The cross-validation results of these VIs for LCC estimation are presented in Figure 3. The performances of all VIs during cross validation showed a good consistency with their behavior in the calibration process. MTVI2 showed the best estimation accuracy of LCC, with an R² value of 0.53, an RMSE of 5.99 μg/cm², and an RRMSE of 10.49%. The fitted line between the measured and predicted LCC was the closest to the 1:1 line among all VIs. MSAVI, EVI2, and OSAVI exhibited satisfactory estimation results of LCC (R² > 0.4, RMSE < 6.5 μg/cm², RRMSE < 11.3%). Among them, MSAVI and EVI2 showed a very similar prediction accuracy, which accorded with their behavior in the calibration results. NDVI, EVI, and MSR showed acceptable results in LCC estimation with R² around 0.35, and RMSE and RRMSE approximated 7.0 μg/cm² and 12%, respectively. SR and GNDVI showed the worst estimation of LCC with R² lower than 0.30, RMSE higher than 7.2 μg/cm², and RRMSE higher than 12.7%. Although the estimation accuracy differed among selected VIs, it was obvious that all these VIs had obvious insensitivity to low LCC values (< 30 μg/cm²). Furthermore, two sample points with LCC values of approximated 80 μg/cm² were evidently underestimated by all VIs.

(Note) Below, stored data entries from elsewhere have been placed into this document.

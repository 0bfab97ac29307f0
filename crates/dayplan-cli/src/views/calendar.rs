use chrono::NaiveDate;
use comfy_table::{Attribute, Cell, CellAlignment, Color, Table};
use dayplan_core::calendar::{DayCell, MonthGrid};

use super::table::criticality_color;

const WEEKDAYS: [&str; 7] = ["Sun", "Mon", "Tue", "Wed", "Thu", "Fri", "Sat"];
const TITLE_WIDTH: usize = 12;

/// Text of one month cell: the day number, up to the preview limit of
/// titles, then "+N more".
pub fn cell_lines(cell: &DayCell) -> Vec<String> {
    let mut lines = vec![cell.date.format("%e").to_string().trim().to_string()];
    for occurrence in cell.preview() {
        let mark = if occurrence.completed { "✓" } else { "•" };
        let title: String = occurrence.task.title.chars().take(TITLE_WIDTH).collect();
        lines.push(format!("{} {}", mark, title));
    }
    if cell.hidden_count() > 0 {
        lines.push(format!("+{} more", cell.hidden_count()));
    }
    lines
}

pub fn display_month(grid: &MonthGrid, today: NaiveDate) {
    let title = NaiveDate::from_ymd_opt(grid.year, grid.month, 1)
        .map(|d| d.format("%B %Y").to_string())
        .unwrap_or_default();
    println!("{}", title);

    let mut table = Table::new();
    table.set_header(
        WEEKDAYS
            .iter()
            .map(|d| Cell::new(d).set_alignment(CellAlignment::Center))
            .collect::<Vec<_>>(),
    );

    for week in grid.weeks() {
        let row: Vec<Cell> = week
            .into_iter()
            .map(|slot| match slot {
                None => Cell::new(""),
                Some(cell) => {
                    let mut rendered = Cell::new(cell_lines(cell).join("\n"));
                    if cell.date == today {
                        rendered = rendered.add_attribute(Attribute::Bold).fg(Color::Cyan);
                    } else if let Some(first) = cell.preview().iter().find(|o| !o.completed) {
                        rendered = rendered.fg(criticality_color(first.task.criticality));
                    }
                    rendered
                }
            })
            .collect();
        table.add_row(row);
    }

    println!("{table}");
    println!("{} occurrences this month", grid.occurrence_count());
}

#[cfg(test)]
mod tests {
    use super::*;
    use dayplan_core::calendar::month_grid;
    use dayplan_core::models::{Category, Criticality, Repeat, Task};
    use std::collections::BTreeSet;
    use uuid::Uuid;

    fn task(title: &str, repeat: Repeat, hour: u32) -> Task {
        Task {
            id: Uuid::new_v4(),
            title: title.to_string(),
            description: None,
            category: Category::Home,
            due_at: NaiveDate::from_ymd_opt(2024, 2, 1)
                .unwrap()
                .and_hms_opt(hour, 0, 0)
                .unwrap(),
            duration: 30,
            criticality: Criticality::Low,
            repeat,
            completed_dates: BTreeSet::new(),
            reminder: None,
        }
    }

    #[test]
    fn test_busy_cell_collapses_into_more() {
        let tasks: Vec<Task> = (0..5)
            .map(|i| task(&format!("Chore {}", i), Repeat::Daily, 8 + i))
            .collect();
        let grid = month_grid(&tasks, 2024, 2).unwrap();
        let lines = cell_lines(grid.cell(14).unwrap());
        assert_eq!(
            lines,
            vec!["14", "• Chore 0", "• Chore 1", "• Chore 2", "+2 more"]
        );
    }

    #[test]
    fn test_quiet_cell_shows_only_the_day() {
        let tasks = vec![task("Dentist", Repeat::None, 10)];
        let grid = month_grid(&tasks, 2024, 2).unwrap();
        assert_eq!(cell_lines(grid.cell(1).unwrap()), vec!["1", "• Dentist"]);
        assert_eq!(cell_lines(grid.cell(2).unwrap()), vec!["2"]);
    }
}
use chrono::NaiveDateTime;
use dayplan_core::layout::{minutes_to_time, DayTimeline, PlacedOccurrence};
use owo_colors::OwoColorize;

use crate::util::short_id;

/// Characters available to the lanes of one collision group.
pub const LANE_WIDTH: usize = 48;

/// One text line per block. Each block sits in its column, scaled from the
/// percentage geometry of the layout to `width` characters.
pub fn render_lanes(timeline: &DayTimeline, width: usize) -> Vec<String> {
    timeline
        .blocks
        .iter()
        .map(|block| {
            let left = (block.left() / 100.0 * width as f32).round() as usize;
            let span = ((block.width() / 100.0 * width as f32).round() as usize).max(3);
            format!(
                "{}-{} │{}{}",
                minutes_to_time(block.interval.start).format("%H:%M"),
                minutes_to_time(block.interval.end).format("%H:%M"),
                " ".repeat(left),
                boxed(&block.occurrence.task.title, span)
            )
        })
        .collect()
}

fn boxed(title: &str, span: usize) -> String {
    let inner = span.saturating_sub(2);
    let mut text: String = title.chars().take(inner).collect();
    let pad = inner.saturating_sub(text.chars().count());
    text.push_str(&" ".repeat(pad));
    format!("[{}]", text)
}

fn describe(block: &PlacedOccurrence) -> String {
    let mut parts = vec![
        short_id(&block.occurrence.task.id),
        block.occurrence.task.category.to_string(),
        block.occurrence.task.criticality.to_string(),
    ];
    if block.slot.columns > 1 {
        parts.push(format!("lane {}/{}", block.slot.column + 1, block.slot.columns));
    }
    parts.join(" · ")
}

pub fn display_timeline(timeline: &DayTimeline, now: NaiveDateTime) {
    println!("{}", timeline.date.format("%A, %d %B %Y").bold());
    if timeline.blocks.is_empty() {
        println!("Nothing scheduled.");
        return;
    }

    for (line, block) in render_lanes(timeline, LANE_WIDTH).into_iter().zip(&timeline.blocks) {
        let finished = block.occurrence.completed;
        let running = !finished
            && block.occurrence.starts_at <= now
            && now.date() == timeline.date
            && (now - block.occurrence.starts_at).num_minutes() < i64::from(block.occurrence.task.duration);
        let detail = describe(block);
        if finished {
            println!("{}  {}", line.strikethrough().bright_black(), "✓".green());
        } else if running {
            println!("{}  {}", line.yellow().bold(), detail.bright_black());
        } else {
            println!("{}  {}", line, detail.bright_black());
        }
    }

    let columns = timeline.max_columns();
    if columns > 1 {
        println!(
            "{}",
            format!("{} overlapping tasks at the busiest point", columns).bright_black()
        );
    }
}
//! "Plan my day" selection and the dashboard buckets.

use chrono::{Duration, NaiveDate};
use std::collections::HashSet;
use uuid::Uuid;

use crate::models::{Category, DailyPlan, Occurrence, Repeat, Task, UserProfile};
use crate::recurrence::occurs_on;

/// Tasks offered by the planning flow for `today`, overdue first, then by
/// criticality.
pub fn tasks_to_plan(tasks: &[Task], today: NaiveDate) -> Vec<Task> {
    let mut candidates: Vec<Task> = tasks
        .iter()
        .filter(|task| {
            if task.is_completed_on(today) && task.repeat != Repeat::Daily {
                return false;
            }
            if task.is_finished() {
                return false;
            }
            if task.repeat == Repeat::None {
                task.anchor_day() <= today
            } else {
                occurs_on(task, today)
            }
        })
        .cloned()
        .collect();

    candidates.sort_by(|a, b| {
        a.anchor_day()
            .cmp(&b.anchor_day())
            .then(a.criticality.cmp(&b.criticality))
    });
    candidates
}

/// Same task, due tomorrow at the same time of day.
pub fn snooze(task: &Task, today: NaiveDate) -> Task {
    let tomorrow = today + Duration::days(1);
    Task {
        due_at: tomorrow.and_time(task.time_of_day()),
        ..task.clone()
    }
}

/// Decisions collected while walking through [`tasks_to_plan`].
#[derive(Debug, Clone, Default, PartialEq, Eq)]
pub struct PlanActions {
    pub committed: Vec<Uuid>,
    pub snoozed: Vec<Task>,
    pub deleted: Vec<Uuid>,
}

impl PlanActions {
    pub fn commit(&mut self, task: &Task) {
        self.committed.push(task.id);
    }

    pub fn snooze(&mut self, task: &Task, today: NaiveDate) {
        self.snoozed.push(snooze(task, today));
    }

    pub fn delete(&mut self, task: &Task) {
        self.deleted.push(task.id);
    }

    pub fn is_empty(&self) -> bool {
        self.committed.is_empty() && self.snoozed.is_empty() && self.deleted.is_empty()
    }

    /// The task list after deletions and snoozes.
    pub fn apply(&self, tasks: Vec<Task>) -> Vec<Task> {
        let deleted: HashSet<Uuid> = self.deleted.iter().copied().collect();
        tasks
            .into_iter()
            .filter(|task| !deleted.contains(&task.id))
            .map(|task| {
                self.snoozed
                    .iter()
                    .find(|snoozed| snoozed.id == task.id)
                    .cloned()
                    .unwrap_or(task)
            })
            .collect()
    }
}

/// A plan counts only on the day it was made.
pub fn is_day_planned(plan: &DailyPlan, profile: &UserProfile, today: NaiveDate) -> bool {
    plan.date == Some(today) && profile.last_planned_date == Some(today)
}

#[derive(Debug, Clone, Default)]
pub struct Dashboard {
    pub planned: bool,
    pub my_day: Vec<Occurrence>,
    pub overdue: Vec<Occurrence>,
    pub today: Vec<Occurrence>,
    pub upcoming: Vec<Occurrence>,
}

impl Dashboard {
    pub fn is_empty(&self) -> bool {
        self.my_day.is_empty()
            && self.overdue.is_empty()
            && self.today.is_empty()
            && self.upcoming.is_empty()
    }
}

/// The occurrence a task is filed under on the dashboard. One-off tasks use
/// their due day; recurring tasks their next occurrence from today on.
fn dashboard_occurrence(task: &Task, today: NaiveDate) -> Option<Occurrence> {
    let day = match task.repeat {
        Repeat::None => task.anchor_day(),
        rule => rule.first_on_or_after(task.anchor_day(), today)?,
    };
    Some(Occurrence::new(task, day))
}

/// Groups tasks into overdue, today and upcoming. When the day has been
/// planned, committed tasks are pulled out of overdue and today into `my_day`.
pub fn dashboard(
    tasks: &[Task],
    plan: &DailyPlan,
    profile: &UserProfile,
    today: NaiveDate,
    category: Option<Category>,
) -> Dashboard {
    let mut entries: Vec<Occurrence> = tasks
        .iter()
        .filter(|task| category.map_or(true, |c| task.category == c))
        .filter(|task| !task.is_finished())
        .filter_map(|task| dashboard_occurrence(task, today))
        .collect();
    entries.sort_by_key(|occurrence| occurrence.starts_at);

    let planned = is_day_planned(plan, profile, today);
    let committed: HashSet<Uuid> = if planned {
        plan.task_ids.iter().copied().collect()
    } else {
        HashSet::new()
    };

    let mut board = Dashboard {
        planned,
        ..Dashboard::default()
    };
    for occurrence in entries {
        let day = occurrence.date();
        if day > today {
            board.upcoming.push(occurrence);
        } else if committed.contains(&occurrence.task.id) {
            board.my_day.push(occurrence);
        } else if day < today {
            board.overdue.push(occurrence);
        } else {
            board.today.push(occurrence);
        }
    }
    board
}

#[cfg(test)]
mod tests {
    use super::*;
    use crate::models::Criticality;
    use chrono::NaiveTime;
    use std::collections::BTreeSet;

    fn date(y: i32, m: u32, d: u32) -> NaiveDate {
        NaiveDate::from_ymd_opt(y, m, d).unwrap()
    }

    fn task(title: &str, repeat: Repeat, due: NaiveDate, criticality: Criticality) -> Task {
        Task {
            id: Uuid::now_v7(),
            title: title.to_string(),
            description: None,
            category: Category::Home,
            due_at: due.and_hms_opt(10, 30, 0).unwrap(),
            duration: 45,
            criticality,
            repeat,
            completed_dates: BTreeSet::new(),
            reminder: None,
        }
    }

    fn titles(tasks: &[Task]) -> Vec<&str> {
        tasks.iter().map(|t| t.title.as_str()).collect()
    }

    fn occurrence_titles(occurrences: &[Occurrence]) -> Vec<&str> {
        occurrences.iter().map(|o| o.task.title.as_str()).collect()
    }

    #[test]
    fn test_tasks_to_plan_selection() {
        let today = date(2024, 1, 10);
        let mut done_weekly = task("Done weekly", Repeat::Weekly, date(2024, 1, 3), Criticality::Low);
        done_weekly.completed_dates.insert(today);
        let mut done_daily = task("Done daily", Repeat::Daily, date(2024, 1, 1), Criticality::Low);
        done_daily.completed_dates.insert(today);
        let mut finished = task("Finished", Repeat::None, date(2024, 1, 5), Criticality::Urgent);
        finished.completed_dates.insert(date(2024, 1, 5));

        let tasks = vec![
            task("Future", Repeat::None, date(2024, 1, 11), Criticality::Urgent),
            task("Overdue", Repeat::None, date(2024, 1, 2), Criticality::Low),
            task("Wrong weekday", Repeat::Weekly, date(2024, 1, 4), Criticality::High),
            task("Today low", Repeat::None, today, Criticality::Low),
            task("Today urgent", Repeat::None, today, Criticality::Urgent),
            done_weekly,
            done_daily,
            finished,
        ];

        assert_eq!(
            titles(&tasks_to_plan(&tasks, today)),
            vec!["Done daily", "Overdue", "Today urgent", "Today low"]
        );
    }

    #[test]
    fn test_snooze_moves_to_tomorrow_keeping_time() {
        let original = task("Call", Repeat::None, date(2024, 1, 2), Criticality::Medium);
        let snoozed = snooze(&original, date(2024, 1, 10));
        assert_eq!(snoozed.anchor_day(), date(2024, 1, 11));
        assert_eq!(snoozed.time_of_day(), NaiveTime::from_hms_opt(10, 30, 0).unwrap());
        assert_eq!(snoozed.id, original.id);
    }

    #[test]
    fn test_plan_actions_apply() {
        let today = date(2024, 1, 10);
        let keep = task("Keep", Repeat::None, today, Criticality::Low);
        let gone = task("Gone", Repeat::None, today, Criticality::Low);
        let later = task("Later", Repeat::None, today, Criticality::Low);

        let mut actions = PlanActions::default();
        actions.commit(&keep);
        actions.delete(&gone);
        actions.snooze(&later, today);

        let result = actions.apply(vec![keep.clone(), gone, later]);
        assert_eq!(result.len(), 2);
        assert_eq!(result[0], keep);
        assert_eq!(result[1].anchor_day(), date(2024, 1, 11));
    }

    #[test]
    fn test_is_day_planned_requires_both_dates() {
        let today = date(2024, 1, 10);
        let plan = DailyPlan {
            date: Some(today),
            task_ids: vec![],
        };
        let mut profile = UserProfile::default();
        assert!(!is_day_planned(&plan, &profile, today));
        profile.last_planned_date = Some(today);
        assert!(is_day_planned(&plan, &profile, today));
        assert!(!is_day_planned(&plan, &profile, date(2024, 1, 11)));
    }

    #[test]
    fn test_dashboard_buckets() {
        let today = date(2024, 1, 10);
        let overdue = task("Overdue", Repeat::None, date(2024, 1, 2), Criticality::Low);
        let due_today = task("Today", Repeat::None, today, Criticality::Low);
        let upcoming = task("Upcoming", Repeat::None, date(2024, 1, 12), Criticality::Low);
        let weekly = task("Weekly", Repeat::Weekly, date(2024, 1, 4), Criticality::Low);
        let mut finished = task("Finished", Repeat::None, today, Criticality::Low);
        finished.completed_dates.insert(today);
        let mut work = task("Work", Repeat::None, today, Criticality::Low);
        work.category = Category::Work;

        let tasks = vec![overdue, due_today, upcoming, weekly, finished, work];
        let board = dashboard(
            &tasks,
            &DailyPlan::default(),
            &UserProfile::default(),
            today,
            Some(Category::Home),
        );

        assert!(!board.planned);
        assert!(board.my_day.is_empty());
        assert_eq!(occurrence_titles(&board.overdue), vec!["Overdue"]);
        assert_eq!(occurrence_titles(&board.today), vec!["Today"]);
        assert_eq!(occurrence_titles(&board.upcoming), vec!["Weekly", "Upcoming"]);
        assert_eq!(board.upcoming[0].date(), date(2024, 1, 11));
    }

    #[test]
    fn test_dashboard_moves_committed_into_my_day() {
        let today = date(2024, 1, 10);
        let overdue = task("Overdue", Repeat::None, date(2024, 1, 2), Criticality::Low);
        let due_today = task("Today", Repeat::None, today, Criticality::Low);
        let other = task("Other", Repeat::None, today, Criticality::Low);
        let plan = DailyPlan {
            date: Some(today),
            task_ids: vec![overdue.id, due_today.id],
        };
        let profile = UserProfile {
            last_planned_date: Some(today),
            ..UserProfile::default()
        };

        let board = dashboard(&[overdue, due_today, other], &plan, &profile, today, None);

        assert!(board.planned);
        assert_eq!(occurrence_titles(&board.my_day), vec!["Overdue", "Today"]);
        assert!(board.overdue.is_empty());
        assert_eq!(occurrence_titles(&board.today), vec!["Other"]);
    }
}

3.2. MLRAs in LCC Assessment

The performance of different MLRAs in LCC estimation is shown in Figure 4. Overall, these MLRAs exhibited good estimation results compared with VI methods. PLSR, RF, FNN, and SVR showed a similar estimation accuracy; SVR performed slightly better (R² = 0.50, RMSE = 6.16 μg/cm², RRMSE = 10.80%). Among them, the fitted line between measured and predicted LCC produced by FNN was the closest to the 1:1 line. Compared with these four MLRAs, KRR behaved even better with an R² value of 0.54, an RMSE of 5.94 μg/cm², and an RRMSE of 10.39%. Moreover, the slope of its fitted line between measured and predicted LCC was nearer to 1, and the intercept value was closer to 0. Among all MLRAs, GPR showed the most accurate results for LCC estimation (R² = 0.60, RMSE = 5.50 μg/cm², RRMSE = 9.62%). Furthermore, it showed more sensitivity to LCC values lower than 40 μg/cm² compared to other MLRAs. However, similar to VI methods, two sample points with LCC values close to 80 μg/cm² were also underestimated by all MLRAs.

3.3. LUT-Based Inversion for LCC Estimation

Since the mean of multiple best solutions that ranged from 0 to 30% at an increment of 2% was used for all selected CFs, only the top ten ranked ground validation results of LUT-based inversion for LCC retrieval are reported in Table 7. For different CFs, their performance varied markedly. “Pearson chi-square” CF with 8% multiple solutions had the best estimation results (RMSE = 8.94 μg/cm², RRMSE = 15.65%), while “Negative exponential disparity” CF (30% multiple solutions) showed the worst results with an RMSE of 18.54 μg/cm² and an RRMSE of 32.48% among the “information measures” category. “K-divergence Lin” and “Jeffreys-Kullback-Leibler” CFs exhibited similar estimation results with RMSE close to 16 μg/cm², and RRMSE approximated 28%. For CFs among the “M-estimates” type, “Geman and McClure” with 30% multiple solutions had slightly better results (RMSE = 10.20 μg/cm², RRMSE = 17.86%) than those of the “Least absolute error”. In comparison, “root mean square error” CF with 30% multiple solutions showed rather poor results, with an RMSE of 17.75 μg/cm² and an RRMSE of 31.08%. The “K(x) = −log (x) + x” CF, which belongs to the “minimum contrast estimates” family with 4% multiple solutions, showed the best estimation accuracy (RMSE = 8.08 μg/cm², RRMSE = 14.14%) among all the selected 10 CFs. By contrast, the other two CFs from “minimum contrast estimates”, i.e., “K(x) = log (x) + 1/x” and “K(x) = log (x)²”, showed slightly inferior estimates with values of RMSE and RRMSE close to 13 μg/cm² and 23%, respectively.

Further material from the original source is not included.